Her eyes opened very wide. She looked around the attic, almost as if she expected Frank to be there in front of her. She felt sick. Her eyes were stinging with unshed tears. Where had the horrible memory come from? She’d always been very fond of Uncle Frank. He’d never have hurt her. Would he? Why had she spent so much time alone with him when she was little? Had he orchestrated that? Where were her parents? She’s always been so fond of him. She’d had an idyllic childhood; her memories were all happy ones. They were a close knit family.
She wasn’t abused as a child, she couldn’t be. Abused children were dirty with unkempt hair and runny noses. They wore skirts that they’d outgrown and were too small for them. They weren’t children with red coats trimmed with black velvet collars.
She searched back in her memory, urging her mind to take her back to that time. She couldn’t really recall the features of his face. What did he look like? Did he have a kind face or did his eyes give away a darker side to him? Did he have secrets? Was she his sordid, dirty secret? She couldn’t remember. The more she tried to force herself back to her childhood the more the images stubbornly refused to form themselves. She was distressed.
She couldn’t remember the car rides. She couldn’t remember him touching her under cover of the sea. Why had he suddenly gone away? She was distressed. She felt a pain burning in her chest. She clutched at her throat unable to breathe. The sudden movement caused the chair to tipple, it was falling and she was going down with it.
She was on the floor now. So much pain… and the wasp …. The wasp was still buzzing. Darkness was coming. The pain was easing … she was slipping… away.

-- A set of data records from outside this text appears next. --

//! Level catalog
//!
//! Levels are plain data records. The two built-in levels ship with the
//! game; custom sets can be loaded from a JSON array of the same shape.

use std::path::Path;

use serde::{Deserialize, Serialize};
use thiserror::Error;

use crate::consts::COIN_RADIUS;
use crate::sim::collision::is_in_bounds;
use crate::sim::geom::Rect;

/// Errors raised while loading level data
#[derive(Debug, Error)]
pub enum LevelError {
    #[error("level {0} not found")]
    NotFound(u32),

    #[error("level {0}: player spawn lies outside the level bounds")]
    SpawnOutOfBounds(u32),

    #[error("level {0}: goal zone lies outside the level bounds")]
    GoalOutOfBounds(u32),

    #[error("level set is empty")]
    Empty,

    #[error("failed to read level file: {0}")]
    Io(#[from] std::io::Error),

    #[error("failed to parse level data: {0}")]
    Parse(#[from] serde_json::Error),
}

/// Top-left corner of the player at level start
#[derive(Debug, Clone, Copy, PartialEq, Serialize, Deserialize)]
pub struct SpawnPoint {
    pub x: f32,
    pub y: f32,
}

#[derive(Debug, Clone, PartialEq, Serialize, Deserialize)]
#[serde(rename_all = "camelCase")]
pub struct ObstacleData {
    pub x: f32,
    pub y: f32,
    pub radius: f32,
    pub speed_x: f32,
    pub speed_y: f32,
    pub min_x: f32,
    pub max_x: f32,
    pub min_y: f32,
    pub max_y: f32,
}

#[derive(Debug, Clone, PartialEq, Serialize, Deserialize)]
pub struct CoinData {
    pub x: f32,
    pub y: f32,
    #[serde(default = "default_coin_radius")]
    pub radius: f32,
}

fn default_coin_radius() -> f32 {
    COIN_RADIUS
}

/// Immutable description of one level
#[derive(Debug, Clone, PartialEq, Serialize, Deserialize)]
#[serde(rename_all = "camelCase")]
pub struct LevelData {
    pub player_start: SpawnPoint,
    pub level_bounds: Rect,
    pub goal_zone: Rect,
    #[serde(default)]
    pub walls: Vec<Rect>,
    #[serde(default)]
    pub obstacles: Vec<ObstacleData>,
    #[serde(default)]
    pub coins: Vec<CoinData>,
}

impl LevelData {
    /// Check that the spawn square and goal zone sit inside the level bounds.
    ///
    /// Nothing else about the geometry is checked.
    pub fn validate(&self, number: u32, player_size: f32) -> Result<(), LevelError> {
        let spawn = Rect::new(
            self.player_start.x,
            self.player_start.y,
            player_size,
            player_size,
        );
        if !is_in_bounds(&spawn, &self.level_bounds) {
            return Err(LevelError::SpawnOutOfBounds(number));
        }
        if !is_in_bounds(&self.goal_zone, &self.level_bounds) {
            return Err(LevelError::GoalOutOfBounds(number));
        }
        Ok(())
    }
}

/// Ordered collection of levels, numbered from 1
#[derive(Debug, Clone, PartialEq, Serialize, Deserialize)]
#[serde(transparent)]
pub struct LevelSet {
    levels: Vec<LevelData>,
}

impl LevelSet {
    pub fn new(levels: Vec<LevelData>) -> Result<Self, LevelError> {
        if levels.is_empty() {
            return Err(LevelError::Empty);
        }
        Ok(Self { levels })
    }

    /// The levels that ship with the game
    pub fn builtin() -> Self {
        Self {
            levels: vec![level_1(), level_2()],
        }
    }

    /// Parse a JSON array of level records
    pub fn from_json(json: &str) -> Result<Self, LevelError> {
        let levels: Vec<LevelData> = serde_json::from_str(json)?;
        Self::new(levels)
    }

    /// Load a JSON level file from disk
    pub fn load(path: &Path) -> Result<Self, LevelError> {
        let json = std::fs::read_to_string(path)?;
        let set = Self::from_json(&json)?;
        log::info!("Loaded {} levels from {}", set.len(), path.display());
        Ok(set)
    }

    /// Level by 1-based number
    pub fn get(&self, number: u32) -> Option<&LevelData> {
        let index = usize::try_from(number).ok()?.checked_sub(1)?;
        self.levels.get(index)
    }

    /// Number of the last level
    pub fn max_level(&self) -> u32 {
        self.levels.len() as u32
    }

    pub fn len(&self) -> usize {
        self.levels.len()
    }

    pub fn is_empty(&self) -> bool {
        self.levels.is_empty()
    }
}

impl Default for LevelSet {
    fn default() -> Self {
        Self::builtin()
    }
}

const fn wall(x: f32, y: f32, width: f32, height: f32) -> Rect {
    Rect::new(x, y, width, height)
}

#[allow(clippy::too_many_arguments)]
const fn obstacle(
    x: f32,
    y: f32,
    radius: f32,
    speed_x: f32,
    speed_y: f32,
    min_x: f32,
    max_x: f32,
    min_y: f32,
    max_y: f32,
) -> ObstacleData {
    ObstacleData {
        x,
        y,
        radius,
        speed_x,
        speed_y,
        min_x,
        max_x,
        min_y,
        max_y,
    }
}

const fn coin(x: f32, y: f32) -> CoinData {
    CoinData {
        x,
        y,
        radius: COIN_RADIUS,
    }
}

/// 800x600 border walls shared by the built-in levels
fn border_walls() -> Vec<Rect> {
    vec![
        wall(0.0, 0.0, 800.0, 20.0),
        wall(0.0, 580.0, 800.0, 20.0),
        wall(0.0, 0.0, 20.0, 600.0),
        wall(780.0, 0.0, 20.0, 600.0),
    ]
}

fn level_1() -> LevelData {
    let mut walls = border_walls();
    walls.extend([wall(200.0, 100.0, 20.0, 200.0), wall(400.0, 300.0, 20.0, 200.0)]);

    LevelData {
        player_start: SpawnPoint { x: 50.0, y: 520.0 },
        level_bounds: Rect::new(20.0, 20.0, 760.0, 560.0),
        goal_zone: Rect::new(680.0, 500.0, 80.0, 60.0),
        walls,
        obstacles: vec![
            obstacle(300.0, 200.0, 15.0, 2.0, 0.0, 240.0, 360.0, 200.0, 200.0),
            obstacle(500.0, 150.0, 15.0, 0.0, 1.5, 500.0, 500.0, 120.0, 250.0),
            obstacle(600.0, 350.0, 15.0, -1.5, 1.0, 560.0, 700.0, 320.0, 420.0),
        ],
        coins: vec![coin(150.0, 300.0), coin(350.0, 450.0), coin(550.0, 100.0)],
    }
}

fn level_2() -> LevelData {
    let mut walls = border_walls();
    walls.extend([
        wall(150.0, 120.0, 20.0, 120.0),
        wall(250.0, 360.0, 20.0, 120.0),
        wall(400.0, 80.0, 20.0, 160.0),
        wall(400.0, 360.0, 20.0, 160.0),
        wall(550.0, 200.0, 20.0, 200.0),
    ]);

    LevelData {
        player_start: SpawnPoint { x: 50.0, y: 300.0 },
        level_bounds: Rect::new(20.0, 20.0, 760.0, 560.0),
        goal_zone: Rect::new(680.0, 280.0, 80.0, 40.0),
        walls,
        obstacles: vec![
            obstacle(200.0, 180.0, 12.0, 1.5, 0.0, 180.0, 320.0, 180.0, 180.0),
            obstacle(320.0, 420.0, 12.0, -1.5, 0.0, 280.0, 380.0, 420.0, 420.0),
            obstacle(450.0, 300.0, 12.0, 0.0, -2.0, 450.0, 450.0, 260.0, 340.0),
            obstacle(500.0, 150.0, 12.0, 1.0, 1.0, 440.0, 520.0, 120.0, 180.0),
            obstacle(600.0, 350.0, 12.0, -1.0, -1.5, 580.0, 650.0, 320.0, 380.0),
            obstacle(300.0, 250.0, 10.0, 0.8, 1.2, 270.0, 370.0, 220.0, 320.0),
        ],
        coins: vec![
            coin(120.0, 200.0),
            coin(220.0, 500.0),
            coin(350.0, 50.0),
            coin(480.0, 480.0),
            coin(620.0, 120.0),
        ],
    }
}

#[cfg(test)]
mod tests {
    use super::*;
    use crate::consts::PLAYER_SIZE;

    #[test]
    fn test_builtin_levels_are_valid() {
        let set = LevelSet::builtin();
        assert_eq!(set.max_level(), 2);
        for n in 1..=set.max_level() {
            set.get(n).unwrap().validate(n, PLAYER_SIZE).unwrap();
        }
    }

    #[test]
    fn test_get_is_one_based() {
        let set = LevelSet::builtin();
        assert!(set.get(0).is_none());
        assert_eq!(set.get(1).unwrap().player_start, SpawnPoint { x: 50.0, y: 520.0 });
        assert_eq!(set.get(2).unwrap().coins.len(), 5);
        assert!(set.get(3).is_none());
    }

    #[test]
    fn test_parse_json_level() {
        let json = r#"[{
            "playerStart": {"x": 30, "y": 30},
            "levelBounds": {"x": 20, "y": 20, "w": 300, "h": 200},
            "goalZone": {"x": 250, "y": 150, "width": 50, "height": 50},
            "obstacles": [{"x": 100, "y": 100, "radius": 10, "speedX": 1, "speedY": 0,
                           "minX": 80, "maxX": 120, "minY": 100, "maxY": 100}],
            "coins": [{"x": 150, "y": 60}]
        }]"#;
        let set = LevelSet::from_json(json).unwrap();
        let level = set.get(1).unwrap();
        assert!(level.walls.is_empty());
        assert_eq!(level.obstacles[0].speed_x, 1.0);
        assert_eq!(level.coins[0].radius, COIN_RADIUS);
        assert_eq!(level.level_bounds.width, 300.0);
        level.validate(1, PLAYER_SIZE).unwrap();
    }

    #[test]
    fn test_empty_set_rejected() {
        assert!(matches!(LevelSet::from_json("[]"), Err(LevelError::Empty)));
        assert!(matches!(LevelSet::from_json("{"), Err(LevelError::Parse(_))));
    }

    #[test]
    fn test_validate_spawn_and_goal() {
        let mut data = LevelSet::builtin().get(1).unwrap().clone();
        data.player_start = SpawnPoint { x: 10.0, y: 520.0 };
        assert!(matches!(
            data.validate(1, PLAYER_SIZE),
            Err(LevelError::SpawnOutOfBounds(1))
        ));

        let mut data = LevelSet::builtin().get(1).unwrap().clone();
        data.goal_zone = Rect::new(700.0, 500.0, 100.0, 60.0);
        assert!(matches!(
            data.validate(1, PLAYER_SIZE),
            Err(LevelError::GoalOutOfBounds(1))
        ));
    }
}
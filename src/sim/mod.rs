//! Deterministic simulation module
//!
//! All gameplay logic lives here. This module must be pure and deterministic:
//! - One discrete step per `tick` call, no clock assumptions
//! - No randomness
//! - Stable iteration order (declaration order of level data)
//! - No rendering or platform dependencies

pub mod collision;
pub mod geom;
pub mod level;
pub mod player;
pub mod snapshot;
pub mod state;
pub mod tick;

pub use collision::{
    check_wall_collision, circle_collision, circle_rectangle_collision, get_distance,
    is_in_bounds, point_in_rectangle, rectangle_collision,
};
pub use geom::{Circle, HasBounds, HasCircleBounds, Point, Rect};
pub use level::{Coin, Level, Obstacle};
pub use player::{InputState, Key, Player};
pub use snapshot::{CoinFrame, Frame};
pub use state::{GameEvent, GamePhase, GameState};
pub use tick::{TickInput, tick};
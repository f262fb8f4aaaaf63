//! Read-only frame description handed to a renderer

use serde::{Deserialize, Serialize};

use super::geom::{Circle, HasBounds, HasCircleBounds, Rect};
use super::state::{GamePhase, GameState};

#[derive(Debug, Clone, PartialEq, Serialize, Deserialize)]
pub struct CoinFrame {
    pub circle: Circle,
    /// Pulsing radius to draw with
    pub display_radius: f32,
    /// Collected coins are not drawn
    pub collected: bool,
}

/// Everything needed to draw one frame plus the HUD numbers
#[derive(Debug, Clone, PartialEq, Serialize, Deserialize)]
pub struct Frame {
    pub level: u32,
    pub deaths: u32,
    pub phase: GamePhase,
    pub collected_coins: usize,
    pub total_coins: usize,
    pub player: Rect,
    pub obstacles: Vec<Circle>,
    pub coins: Vec<CoinFrame>,
    pub walls: Vec<Rect>,
    pub goal_zone: Rect,
}

impl Frame {
    pub fn capture(state: &GameState) -> Self {
        let level = &state.level;
        Self {
            level: state.current_level,
            deaths: state.deaths,
            phase: state.phase,
            collected_coins: level.collected_coins(),
            total_coins: level.total_coins(),
            player: state.player.bounds(),
            obstacles: level.obstacles.iter().map(|o| o.circle()).collect(),
            coins: level
                .coins
                .iter()
                .map(|c| CoinFrame {
                    circle: c.circle(),
                    display_radius: c.display_radius(),
                    collected: c.collected,
                })
                .collect(),
            walls: level.walls.clone(),
            goal_zone: level.goal_zone,
        }
    }
}

impl GameState {
    /// Snapshot for the render sink
    pub fn frame(&self) -> Frame {
        Frame::capture(self)
    }
}
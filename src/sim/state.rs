//! Game state and level lifecycle
//!
//! The host owns one `GameState` and drives it with [`super::tick::tick`].

use serde::{Deserialize, Serialize};

use super::level::Level;
use super::player::Player;
use crate::levels::{LevelError, LevelSet};
use crate::settings::Settings;

/// Current phase of gameplay
#[derive(Debug, Clone, Copy, PartialEq, Eq, Serialize, Deserialize)]
pub enum GamePhase {
    /// Active gameplay
    Playing,
    /// Frozen; ticks do nothing until unpaused
    Paused,
    /// Level won, waiting for `next_level`
    LevelComplete,
    /// Final level won; only `reset_game` leaves this phase
    GameComplete,
}

/// Lifecycle notifications produced by a tick
#[derive(Debug, Clone, Copy, PartialEq, Eq, Serialize, Deserialize)]
pub enum GameEvent {
    /// Player touched an obstacle; `deaths` is the new total
    PlayerDied { deaths: u32 },
    /// A coin was picked up
    CoinCollected { remaining: usize },
    /// Every coin collected and the goal reached
    LevelCompleted { is_final_level: bool },
}

/// Complete game state: one live level and player at a time
#[derive(Debug, Clone)]
pub struct GameState {
    /// Level catalog
    pub levels: LevelSet,
    /// Current level number (1-based)
    pub current_level: u32,
    /// Deaths since the last full reset
    pub deaths: u32,
    /// Ticks simulated while playing
    pub time_ticks: u64,
    /// Current phase
    pub phase: GamePhase,
    /// Live level
    pub level: Level,
    /// Live player
    pub player: Player,
    player_speed: f32,
    player_size: f32,
}

impl GameState {
    /// Start a game on the configured start level.
    ///
    /// Fails without building any state if that level does not exist.
    pub fn new(levels: LevelSet, settings: &Settings) -> Result<Self, LevelError> {
        let first_level = settings.start_level;
        let (level, player) =
            build_level(&levels, first_level, settings.player_size, settings.player_speed)?;
        log::info!("Level {} loaded", first_level);

        Ok(Self {
            levels,
            current_level: first_level,
            deaths: 0,
            time_ticks: 0,
            phase: GamePhase::Playing,
            level,
            player,
            player_speed: settings.player_speed,
            player_size: settings.player_size,
        })
    }

    /// Built-in levels with default settings
    pub fn with_defaults() -> Result<Self, LevelError> {
        Self::new(LevelSet::builtin(), &Settings::default())
    }

    /// Replace the live level and player with a fresh copy of `number`.
    ///
    /// On error nothing changes.
    pub fn load_level(&mut self, number: u32) -> Result<(), LevelError> {
        let (level, player) =
            match build_level(&self.levels, number, self.player_size, self.player_speed) {
                Ok(built) => built,
                Err(e) => {
                    log::warn!("Failed to load level {}: {}", number, e);
                    return Err(e);
                }
            };
        self.level = level;
        self.player = player;
        self.current_level = number;
        self.phase = GamePhase::Playing;
        log::info!("Level {} loaded", number);
        Ok(())
    }

    /// Advance to the following level
    pub fn next_level(&mut self) -> Result<(), LevelError> {
        self.load_level(self.current_level + 1)
    }

    /// Reload the current level. The death counter is kept.
    pub fn restart_level(&mut self) -> Result<(), LevelError> {
        self.load_level(self.current_level)
    }

    /// Back to level 1 with the death counter cleared.
    ///
    /// Ignores the configured start level, which only applies to `new`.
    pub fn reset_game(&mut self) -> Result<(), LevelError> {
        self.load_level(1)?;
        self.deaths = 0;
        self.time_ticks = 0;
        Ok(())
    }

    /// Toggle between playing and paused; other phases are unaffected
    pub fn toggle_pause(&mut self) {
        self.phase = match self.phase {
            GamePhase::Playing => GamePhase::Paused,
            GamePhase::Paused => GamePhase::Playing,
            other => other,
        };
    }

    pub fn is_final_level(&self) -> bool {
        self.current_level >= self.levels.max_level()
    }

    /// Count the death and reset the attempt. Obstacles keep moving as before.
    pub(crate) fn player_died(&mut self) -> GameEvent {
        self.deaths += 1;
        self.player
            .reset(self.level.player_start.x, self.level.player_start.y);
        self.level.reset_coins();
        log::debug!("Player died on level {} (deaths: {})", self.current_level, self.deaths);
        GameEvent::PlayerDied {
            deaths: self.deaths,
        }
    }

    pub(crate) fn level_completed(&mut self) -> GameEvent {
        let is_final_level = self.is_final_level();
        if is_final_level {
            self.phase = GamePhase::GameComplete;
            log::info!("Game complete with {} deaths", self.deaths);
        } else {
            self.phase = GamePhase::LevelComplete;
            log::info!("Level {} complete", self.current_level);
        }
        GameEvent::LevelCompleted { is_final_level }
    }
}

fn build_level(
    levels: &LevelSet,
    number: u32,
    player_size: f32,
    player_speed: f32,
) -> Result<(Level, Player), LevelError> {
    let data = levels.get(number).ok_or(LevelError::NotFound(number))?;
    data.validate(number, player_size)?;
    let level = Level::new(data);
    let player = Player::with_size(
        level.player_start.x,
        level.player_start.y,
        player_size,
        player_speed,
    );
    Ok((level, player))
}

#[cfg(test)]
mod tests {
    use super::*;
    use crate::sim::geom::Point;

    #[test]
    fn test_new_starts_playing_level_one() {
        let state = GameState::with_defaults().unwrap();
        assert_eq!(state.phase, GamePhase::Playing);
        assert_eq!(state.current_level, 1);
        assert_eq!(state.deaths, 0);
        assert_eq!(state.player.position(), Point::new(50.0, 520.0));
        assert_eq!(state.level.total_coins(), 3);
    }

    #[test]
    fn test_unknown_start_level_fails() {
        let settings = Settings {
            start_level: 7,
            ..Default::default()
        };
        let err = GameState::new(LevelSet::builtin(), &settings).unwrap_err();
        assert!(matches!(err, LevelError::NotFound(7)));
    }

    #[test]
    fn test_failed_load_keeps_current_level() {
        let mut state = GameState::with_defaults().unwrap();
        state.next_level().unwrap();
        assert_eq!(state.current_level, 2);

        let err = state.next_level().unwrap_err();
        assert!(matches!(err, LevelError::NotFound(3)));
        assert_eq!(state.current_level, 2);
        assert_eq!(state.level.total_coins(), 5);
    }

    #[test]
    fn test_restart_keeps_deaths_reset_clears() {
        let mut state = GameState::with_defaults().unwrap();
        state.player_died();
        state.player_died();
        state.next_level().unwrap();

        state.restart_level().unwrap();
        assert_eq!(state.current_level, 2);
        assert_eq!(state.deaths, 2);

        state.reset_game().unwrap();
        assert_eq!(state.current_level, 1);
        assert_eq!(state.deaths, 0);
    }

    #[test]
    fn test_reset_returns_to_level_one_from_start_level() {
        let settings = Settings {
            start_level: 2,
            ..Default::default()
        };
        let mut state = GameState::new(LevelSet::builtin(), &settings).unwrap();
        assert_eq!(state.current_level, 2);
        state.player_died();

        state.restart_level().unwrap();
        assert_eq!(state.current_level, 2);

        state.reset_game().unwrap();
        assert_eq!(state.current_level, 1);
        assert_eq!(state.deaths, 0);
        assert_eq!(state.player.position(), Point::new(50.0, 520.0));
    }

    #[test]
    fn test_toggle_pause_only_between_playing_and_paused() {
        let mut state = GameState::with_defaults().unwrap();
        state.toggle_pause();
        assert_eq!(state.phase, GamePhase::Paused);
        state.toggle_pause();
        assert_eq!(state.phase, GamePhase::Playing);

        state.phase = GamePhase::LevelComplete;
        state.toggle_pause();
        assert_eq!(state.phase, GamePhase::LevelComplete);
    }

    #[test]
    fn test_completion_phase_depends_on_final_level() {
        let mut state = GameState::with_defaults().unwrap();
        assert_eq!(
            state.level_completed(),
            GameEvent::LevelCompleted {
                is_final_level: false
            }
        );
        assert_eq!(state.phase, GamePhase::LevelComplete);

        state.next_level().unwrap();
        assert_eq!(
            state.level_completed(),
            GameEvent::LevelCompleted {
                is_final_level: true
            }
        );
        assert_eq!(state.phase, GamePhase::GameComplete);
    }
}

She was in her bedroom. She was with Uncle Frank. They were lying on her bed and he was reading her a story. The window was open. A wasp was buzzing on the window.
And then it stung her.
Uncle Frank pulled her onto his knee. She was screaming in terror and pain. He cuddled her close, talking to her calmly as she fought and struggled against him. He stoked her hair with one hand as he took off her cardigan. Still holding her tightly to him, he undid the first two buttons of her blouse, only two. He opened the collar of her top and looked at the raised pimple just beside her throat where her skin was already reacting against the wasp sting. He spat on his finger and rubbed it gently over the sore all the while telling her that it was going to be all right. He was going to make it all right.
She couldn’t hear the wasp anymore. She loved her Unlce Frank and she wondered if he’d be there to greet her along with her parents and George and, dear old Tilly the terrier.